§ Activity
Say how many lines in the entries contain "crates", giving only the number.

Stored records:
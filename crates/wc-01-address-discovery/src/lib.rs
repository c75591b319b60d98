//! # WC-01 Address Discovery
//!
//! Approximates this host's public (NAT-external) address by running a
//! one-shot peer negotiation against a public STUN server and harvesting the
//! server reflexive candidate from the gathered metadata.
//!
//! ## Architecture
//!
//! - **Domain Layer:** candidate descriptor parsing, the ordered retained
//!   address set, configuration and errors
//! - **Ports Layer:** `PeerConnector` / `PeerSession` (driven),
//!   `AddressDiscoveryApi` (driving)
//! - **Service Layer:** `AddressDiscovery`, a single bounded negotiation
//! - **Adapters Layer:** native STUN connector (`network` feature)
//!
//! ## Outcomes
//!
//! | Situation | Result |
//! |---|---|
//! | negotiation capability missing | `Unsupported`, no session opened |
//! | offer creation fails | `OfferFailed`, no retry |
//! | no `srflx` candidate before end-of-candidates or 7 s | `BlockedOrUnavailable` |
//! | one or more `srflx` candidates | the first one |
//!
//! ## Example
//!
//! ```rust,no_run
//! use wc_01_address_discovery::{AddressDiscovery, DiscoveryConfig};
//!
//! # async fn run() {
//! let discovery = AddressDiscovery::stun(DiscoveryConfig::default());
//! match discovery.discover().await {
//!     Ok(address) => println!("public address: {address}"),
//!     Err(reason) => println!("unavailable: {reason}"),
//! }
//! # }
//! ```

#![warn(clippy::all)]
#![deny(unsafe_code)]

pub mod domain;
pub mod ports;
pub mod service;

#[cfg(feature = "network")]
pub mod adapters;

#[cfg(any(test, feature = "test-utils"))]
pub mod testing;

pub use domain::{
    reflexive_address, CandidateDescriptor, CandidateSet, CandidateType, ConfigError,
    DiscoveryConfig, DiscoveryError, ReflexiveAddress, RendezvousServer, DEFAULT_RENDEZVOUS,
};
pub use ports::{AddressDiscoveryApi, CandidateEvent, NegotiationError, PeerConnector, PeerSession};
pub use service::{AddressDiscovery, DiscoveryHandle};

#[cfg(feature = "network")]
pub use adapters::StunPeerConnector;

---

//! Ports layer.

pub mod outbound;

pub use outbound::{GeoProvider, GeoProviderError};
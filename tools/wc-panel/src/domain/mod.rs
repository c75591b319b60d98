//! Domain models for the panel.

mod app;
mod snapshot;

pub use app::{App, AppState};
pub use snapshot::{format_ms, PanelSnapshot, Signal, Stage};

--

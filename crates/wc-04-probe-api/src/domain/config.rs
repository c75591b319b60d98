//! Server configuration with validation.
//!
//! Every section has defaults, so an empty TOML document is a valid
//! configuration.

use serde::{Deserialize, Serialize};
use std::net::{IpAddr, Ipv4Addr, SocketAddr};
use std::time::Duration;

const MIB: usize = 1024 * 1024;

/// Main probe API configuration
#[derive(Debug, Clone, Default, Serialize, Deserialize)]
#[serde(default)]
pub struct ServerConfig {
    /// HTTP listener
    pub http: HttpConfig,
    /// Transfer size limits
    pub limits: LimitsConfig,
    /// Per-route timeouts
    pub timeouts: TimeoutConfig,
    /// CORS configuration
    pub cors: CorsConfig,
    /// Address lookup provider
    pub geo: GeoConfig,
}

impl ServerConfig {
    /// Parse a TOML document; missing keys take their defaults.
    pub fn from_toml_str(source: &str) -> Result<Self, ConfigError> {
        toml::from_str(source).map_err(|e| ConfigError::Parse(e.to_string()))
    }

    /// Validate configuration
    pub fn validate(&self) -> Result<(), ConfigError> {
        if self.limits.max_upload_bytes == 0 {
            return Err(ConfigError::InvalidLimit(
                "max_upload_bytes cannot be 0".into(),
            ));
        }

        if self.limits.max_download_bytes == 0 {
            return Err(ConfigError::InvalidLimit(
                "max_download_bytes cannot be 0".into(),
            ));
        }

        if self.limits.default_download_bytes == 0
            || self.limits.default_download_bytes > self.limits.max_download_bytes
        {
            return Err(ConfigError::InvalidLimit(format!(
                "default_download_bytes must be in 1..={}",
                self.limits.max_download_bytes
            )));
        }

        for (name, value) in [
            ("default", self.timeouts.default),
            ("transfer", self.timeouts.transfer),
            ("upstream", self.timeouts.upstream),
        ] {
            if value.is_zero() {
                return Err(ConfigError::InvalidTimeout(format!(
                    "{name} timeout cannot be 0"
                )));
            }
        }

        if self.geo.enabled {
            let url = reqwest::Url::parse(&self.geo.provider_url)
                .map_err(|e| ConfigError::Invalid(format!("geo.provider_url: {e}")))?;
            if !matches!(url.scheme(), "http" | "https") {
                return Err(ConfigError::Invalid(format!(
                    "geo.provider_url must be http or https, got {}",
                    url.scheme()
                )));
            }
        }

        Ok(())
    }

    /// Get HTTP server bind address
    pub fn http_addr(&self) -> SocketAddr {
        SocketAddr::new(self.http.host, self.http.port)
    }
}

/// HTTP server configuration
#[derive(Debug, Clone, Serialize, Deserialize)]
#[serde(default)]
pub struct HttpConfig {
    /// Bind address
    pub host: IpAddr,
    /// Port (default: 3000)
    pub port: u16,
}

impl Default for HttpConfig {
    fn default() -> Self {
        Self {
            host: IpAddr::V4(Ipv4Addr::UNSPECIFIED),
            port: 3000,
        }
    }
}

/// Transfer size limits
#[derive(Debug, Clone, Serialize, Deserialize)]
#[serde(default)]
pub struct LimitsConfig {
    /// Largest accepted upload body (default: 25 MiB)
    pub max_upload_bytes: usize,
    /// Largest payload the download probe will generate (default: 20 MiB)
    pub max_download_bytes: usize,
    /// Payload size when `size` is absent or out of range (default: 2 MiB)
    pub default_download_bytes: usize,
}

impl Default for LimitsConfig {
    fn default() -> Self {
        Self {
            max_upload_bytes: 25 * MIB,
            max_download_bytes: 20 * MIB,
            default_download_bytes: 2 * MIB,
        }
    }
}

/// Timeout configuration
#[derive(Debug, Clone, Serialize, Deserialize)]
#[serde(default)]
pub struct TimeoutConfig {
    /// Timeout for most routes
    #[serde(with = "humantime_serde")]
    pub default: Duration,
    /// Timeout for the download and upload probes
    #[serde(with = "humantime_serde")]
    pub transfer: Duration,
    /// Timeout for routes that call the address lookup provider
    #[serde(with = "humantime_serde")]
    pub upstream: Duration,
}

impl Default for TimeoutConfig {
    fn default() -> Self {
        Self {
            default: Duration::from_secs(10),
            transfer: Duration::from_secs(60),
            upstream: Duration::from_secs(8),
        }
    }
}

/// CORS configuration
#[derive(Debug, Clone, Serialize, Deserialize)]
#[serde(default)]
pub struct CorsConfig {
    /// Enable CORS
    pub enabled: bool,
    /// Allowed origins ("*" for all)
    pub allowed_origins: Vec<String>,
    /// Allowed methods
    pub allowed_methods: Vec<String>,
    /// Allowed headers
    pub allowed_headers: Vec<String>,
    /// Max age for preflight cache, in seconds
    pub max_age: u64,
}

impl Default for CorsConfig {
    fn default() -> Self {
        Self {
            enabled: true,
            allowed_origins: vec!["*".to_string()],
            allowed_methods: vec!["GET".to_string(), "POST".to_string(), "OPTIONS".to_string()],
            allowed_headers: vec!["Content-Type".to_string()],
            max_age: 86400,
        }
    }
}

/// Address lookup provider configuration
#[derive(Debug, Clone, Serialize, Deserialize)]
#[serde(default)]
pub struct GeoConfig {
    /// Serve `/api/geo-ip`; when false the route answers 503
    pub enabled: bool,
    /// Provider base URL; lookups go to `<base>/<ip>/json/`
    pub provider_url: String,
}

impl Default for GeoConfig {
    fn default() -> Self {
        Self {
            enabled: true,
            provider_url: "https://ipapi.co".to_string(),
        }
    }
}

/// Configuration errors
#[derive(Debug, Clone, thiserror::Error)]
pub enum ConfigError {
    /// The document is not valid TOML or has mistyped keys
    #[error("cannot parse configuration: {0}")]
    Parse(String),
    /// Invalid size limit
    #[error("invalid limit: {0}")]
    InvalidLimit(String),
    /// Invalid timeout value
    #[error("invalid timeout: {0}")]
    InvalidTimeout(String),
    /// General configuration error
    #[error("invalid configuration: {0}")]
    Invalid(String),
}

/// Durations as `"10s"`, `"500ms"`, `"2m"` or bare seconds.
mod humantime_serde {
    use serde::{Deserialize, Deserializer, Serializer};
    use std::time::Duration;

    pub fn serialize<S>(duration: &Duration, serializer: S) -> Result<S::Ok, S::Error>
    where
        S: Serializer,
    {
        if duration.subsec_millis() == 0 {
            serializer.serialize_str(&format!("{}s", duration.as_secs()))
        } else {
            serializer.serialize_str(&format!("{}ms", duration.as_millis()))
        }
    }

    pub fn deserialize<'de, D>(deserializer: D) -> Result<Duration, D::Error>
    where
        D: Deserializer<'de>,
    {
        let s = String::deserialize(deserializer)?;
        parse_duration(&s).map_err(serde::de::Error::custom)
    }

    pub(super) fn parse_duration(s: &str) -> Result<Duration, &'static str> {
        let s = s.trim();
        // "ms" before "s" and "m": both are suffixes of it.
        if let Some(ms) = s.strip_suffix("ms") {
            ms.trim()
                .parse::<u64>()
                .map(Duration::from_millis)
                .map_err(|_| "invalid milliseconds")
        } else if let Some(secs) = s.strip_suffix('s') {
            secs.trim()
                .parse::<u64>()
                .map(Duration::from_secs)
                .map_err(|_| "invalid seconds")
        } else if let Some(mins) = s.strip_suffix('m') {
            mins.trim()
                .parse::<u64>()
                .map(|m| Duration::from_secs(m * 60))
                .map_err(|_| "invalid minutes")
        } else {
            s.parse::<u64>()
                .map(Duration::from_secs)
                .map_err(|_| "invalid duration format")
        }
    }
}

§ Reply
2